"Oh this? It's no big deal. It's just pan seared duck breast with crispy skin. I just whipped it up." Even when you downplay it for your guests, they'll still never guess how easy it is. Just three ingredients and about 15 minutes and it's perfect every time. Just make sure to start with a cold pan, and no additional oils or fats and you'll get that beautifully crispy skin every time. Need a way to serve it? Try a simple salad or risotto on the side and top the duck with a drizzle of balsamic glaze or some fig jam.
Things You'll Need
- Duck breasts, skin-on (1 per person)
Step 1: Score the Fat
Pat the duck breasts dry. Score lines in the fat (not the meat) with a sharp knife about an inch apart in each direction to make a diamond crosshatch pattern.
Step 2: Season
Liberally salt and pepper the duck on all sides.
Step 3: Add to a Cold Pan
Add the duck, skin side down, to a cast iron skillet off heat. Add to medium heat and cook until the skin is crispy and most of the fat has rendered.
Starting duck in a cold pan and cooking on medium heat will render more fat and crisp the skin much better than starting in a hot pan.
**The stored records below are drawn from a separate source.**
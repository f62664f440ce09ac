//! Shop orders.

use axum::extract::{Path, Query, State};
use axum::Json;
use serde::Deserialize;
use tracing::info;

use crate::auth::PanelUser;
use crate::database::models::{OrderStatus, OrderWithItems};
use crate::errors::AppResult;
use crate::server::AppState;
use crate::services::orders;

#[derive(Debug, Default, Deserialize)]
pub struct OrderQuery {
    pub status: Option<OrderStatus>,
}

pub async fn list(
    State(state): State<AppState>,
    PanelUser(_): PanelUser,
    Query(query): Query<OrderQuery>,
) -> AppResult<Json<Vec<OrderWithItems>>> {
    let rows = state
        .db
        .with_conn(|conn| orders::list_orders(conn, None, query.status))?;
    Ok(Json(rows))
}

#[derive(Debug, Deserialize)]
pub struct OrderStatusUpdate {
    pub status: OrderStatus,
}

pub async fn update_status(
    State(state): State<AppState>,
    PanelUser(user): PanelUser,
    Path(id): Path<i64>,
    Json(body): Json<OrderStatusUpdate>,
) -> AppResult<Json<OrderWithItems>> {
    let order = state
        .db
        .with_tx(|tx| orders::update_order_status(tx, id, body.status))?;
    info!("{} moved order {} to {}", user.email, id, body.status);
    Ok(Json(order))
}
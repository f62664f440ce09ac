//! Shop orders placed by customers.

use std::collections::BTreeMap;

use rusqlite::Connection;
use serde::Deserialize;
use tracing::info;

use super::inventory::adjust_stock;
use crate::database::models::{Order, OrderStatus, OrderWithItems, StockTransactionKind, User};
use crate::database::queries;
use crate::errors::{AppError, AppResult};

#[derive(Debug, Clone, Deserialize)]
pub struct OrderLine {
    pub product_id: i64,
    pub quantity: i64,
}

#[derive(Debug, Clone, Deserialize)]
pub struct PlaceOrderRequest {
    pub items: Vec<OrderLine>,
    pub shipping_address: Option<String>,
}

fn with_items(conn: &Connection, order: Order) -> AppResult<OrderWithItems> {
    let items = queries::order_items(conn, order.id)?;
    Ok(OrderWithItems { order, items })
}

/// Places an order and takes the stock. Run inside a transaction.
pub fn place_order(conn: &Connection, customer: &User, req: &PlaceOrderRequest) -> AppResult<OrderWithItems> {
    if req.items.is_empty() {
        return Err(AppError::validation("Your order has no items."));
    }

    // Repeated lines for one product are merged.
    let mut lines: BTreeMap<i64, i64> = BTreeMap::new();
    for line in &req.items {
        if line.quantity <= 0 {
            return Err(AppError::validation("Quantities must be at least 1."));
        }
        let merged = lines.entry(line.product_id).or_default();
        *merged = merged
            .checked_add(line.quantity)
            .ok_or_else(|| AppError::validation("Quantity is too large."))?;
    }

    let shipping = req
        .shipping_address
        .as_deref()
        .map(str::trim)
        .filter(|s| !s.is_empty());
    let order_id = queries::insert_order(conn, &customer.id, shipping)?;

    let mut total: i64 = 0;
    for (product_id, quantity) in lines {
        let product = queries::get_product(conn, product_id)?
            .filter(|p| p.is_active)
            .ok_or_else(|| AppError::validation(format!("Product {} is not available.", product_id)))?;
        if product.quantity < quantity {
            return Err(AppError::validation(format!(
                "Only {} of {} left in stock.",
                product.quantity, product.name
            )));
        }
        queries::insert_order_item(conn, order_id, product.id, quantity, product.price_cents)?;
        adjust_stock(
            conn,
            product.id,
            product.quantity - quantity,
            StockTransactionKind::Sale,
        )?;
        total = product
            .price_cents
            .checked_mul(quantity)
            .and_then(|line_total| total.checked_add(line_total))
            .ok_or_else(|| AppError::validation("Order total is too large."))?;
    }
    queries::set_order_total(conn, order_id, total)?;
    info!("Order {} placed by {} ({} cents)", order_id, customer.email, total);

    let order = queries::get_order(conn, order_id)?
        .ok_or_else(|| AppError::not_found("Order not found."))?;
    with_items(conn, order)
}

pub fn list_orders(
    conn: &Connection,
    customer_id: Option<&str>,
    status: Option<OrderStatus>,
) -> AppResult<Vec<OrderWithItems>> {
    queries::list_orders(conn, customer_id, status)?
        .into_iter()
        .map(|order| with_items(conn, order))
        .collect()
}

/// Admin status change. Cancelling an undelivered order puts its stock back.
pub fn update_order_status(conn: &Connection, order_id: i64, status: OrderStatus) -> AppResult<OrderWithItems> {
    let order = queries::get_order(conn, order_id)?
        .ok_or_else(|| AppError::not_found("Order not found."))?;

    if order.status != status {
        if order.status == OrderStatus::Cancelled {
            return Err(AppError::validation("A cancelled order cannot be changed."));
        }
        if status == OrderStatus::Cancelled {
            if order.status == OrderStatus::Delivered {
                return Err(AppError::validation("A delivered order cannot be cancelled."));
            }
            for item in queries::order_items(conn, order.id)? {
                let Some(product) = item
                    .product_id
                    .map(|id| queries::get_product(conn, id))
                    .transpose()?
                    .flatten()
                else {
                    continue;
                };
                let restocked = product
                    .quantity
                    .checked_add(item.quantity)
                    .ok_or_else(|| AppError::validation("Stock level is too large."))?;
                adjust_stock(conn, product.id, restocked, StockTransactionKind::Restock)?;
            }
        }
        queries::set_order_status(conn, order.id, status)?;
        info!("Order {} status {} -> {}", order.id, order.status, status);
    }

    let order = queries::get_order(conn, order_id)?
        .ok_or_else(|| AppError::not_found("Order not found."))?;
    with_items(conn, order)
}

#[cfg(test)]
mod tests {
    use super::*;
    use crate::database::models::{ProductCategory, Role};
    use crate::database::queries::{NewProduct, NewUser};
    use crate::database::Database;

    fn setup() -> (Database, User, i64) {
        let db = Database::open_in_memory().unwrap();
        db.migrate().unwrap();
        let (user, product_id) = db
            .with_conn(|conn| {
                let user = queries::insert_user(
                    conn,
                    &NewUser {
                        username: "jane".into(),
                        email: "jane@example.com".into(),
                        first_name: "Jane".into(),
                        last_name: String::new(),
                        phone: None,
                        role: Role::Customer,
                        is_superuser: false,
                        password_hash: "x".into(),
                    },
                )?;
                let product = queries::insert_product(
                    conn,
                    &NewProduct {
                        sku: "NP001".into(),
                        name: "Nail Polish Set".into(),
                        description: None,
                        category: ProductCategory::Nails,
                        brand: None,
                        supplier: None,
                        price_cents: 1200,
                        quantity: 5,
                        reorder_level: 2,
                        image_url: None,
                    },
                )?;
                Ok((user, product.id))
            })
            .unwrap();
        (db, user, product_id)
    }

    fn line(product_id: i64, quantity: i64) -> OrderLine {
        OrderLine {
            product_id,
            quantity,
        }
    }

    #[test]
    fn test_place_order_takes_stock() {
        let (db, user, product_id) = setup();
        let order = db
            .with_tx(|tx| {
                place_order(
                    tx,
                    &user,
                    &PlaceOrderRequest {
                        items: vec![line(product_id, 1), line(product_id, 2)],
                        shipping_address: Some("Kathmandu".into()),
                    },
                )
            })
            .unwrap();
        assert_eq!(order.order.total_cents, 3600);
        assert_eq!(order.order.status, OrderStatus::Pending);
        assert_eq!(order.items.len(), 1);
        assert_eq!(order.items[0].quantity, 3);

        db.with_conn(|conn| {
            assert_eq!(queries::get_product(conn, product_id)?.unwrap().quantity, 2);
            let history = queries::list_stock_transactions(conn, Some(product_id), 10)?;
            assert_eq!(history[0].kind, StockTransactionKind::Sale);
            Ok(())
        })
        .unwrap();
    }

    #[test]
    fn test_insufficient_stock_rolls_back() {
        let (db, user, product_id) = setup();
        let result = db.with_tx(|tx| {
            place_order(
                tx,
                &user,
                &PlaceOrderRequest {
                    items: vec![line(product_id, 6)],
                    shipping_address: None,
                },
            )
        });
        assert!(matches!(result, Err(AppError::Validation(_))));
        db.with_conn(|conn| {
            assert!(queries::list_orders(conn, None, None)?.is_empty());
            assert_eq!(queries::get_product(conn, product_id)?.unwrap().quantity, 5);
            Ok(())
        })
        .unwrap();
    }

    #[test]
    fn test_overflowing_quantities_are_rejected() {
        let (db, user, product_id) = setup();
        let result = db.with_tx(|tx| {
            place_order(
                tx,
                &user,
                &PlaceOrderRequest {
                    items: vec![line(product_id, i64::MAX), line(product_id, i64::MAX)],
                    shipping_address: None,
                },
            )
        });
        assert!(matches!(result, Err(AppError::Validation(_))));

        db.with_conn(|conn| {
            assert!(queries::list_orders(conn, None, None)?.is_empty());
            assert_eq!(queries::get_product(conn, product_id)?.unwrap().quantity, 5);
            Ok(())
        })
        .unwrap();
    }

    #[test]
    fn test_cancel_restocks() {
        let (db, user, product_id) = setup();
        let order = db
            .with_tx(|tx| {
                place_order(
                    tx,
                    &user,
                    &PlaceOrderRequest {
                        items: vec![line(product_id, 4)],
                        shipping_address: None,
                    },
                )
            })
            .unwrap();
        let cancelled = db
            .with_tx(|tx| update_order_status(tx, order.order.id, OrderStatus::Cancelled))
            .unwrap();
        assert_eq!(cancelled.order.status, OrderStatus::Cancelled);
        db.with_conn(|conn| {
            assert_eq!(queries::get_product(conn, product_id)?.unwrap().quantity, 5);
            Ok(())
        })
        .unwrap();
        assert!(db
            .with_tx(|tx| update_order_status(tx, order.order.id, OrderStatus::Shipped))
            .is_err());
    }

    #[test]
    fn test_rejects_empty_and_zero_quantity() {
        let (db, user, product_id) = setup();
        for items in [vec![], vec![line(product_id, 0)]] {
            let result = db.with_tx(|tx| {
                place_order(
                    tx,
                    &user,
                    &PlaceOrderRequest {
                        items: items.clone(),
                        shipping_address: None,
                    },
                )
            });
            assert!(matches!(result, Err(AppError::Validation(_))));
        }
    }
}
The duck will render so much fat, in fact, that you will not need any additional oil or butter when cooking.
Step 4: Flip the Duck
Flip the duck and cook on the other side until the duck is cooked through but still has a hint of pink in the center. Although the FDA recommends cooking until 170 degrees Fahrenheit, most chefs only cook to 135 degrees Fahrenheit for best results.
Save the fat! You will render so much fat that you'll have enough to save for roasting potatoes or making duck confit. Just save in an air tight container in the fridge.
Step 5: Rest
Remove the duck from the pan and allow to rest for 5 minutes. Slice, plate, and serve.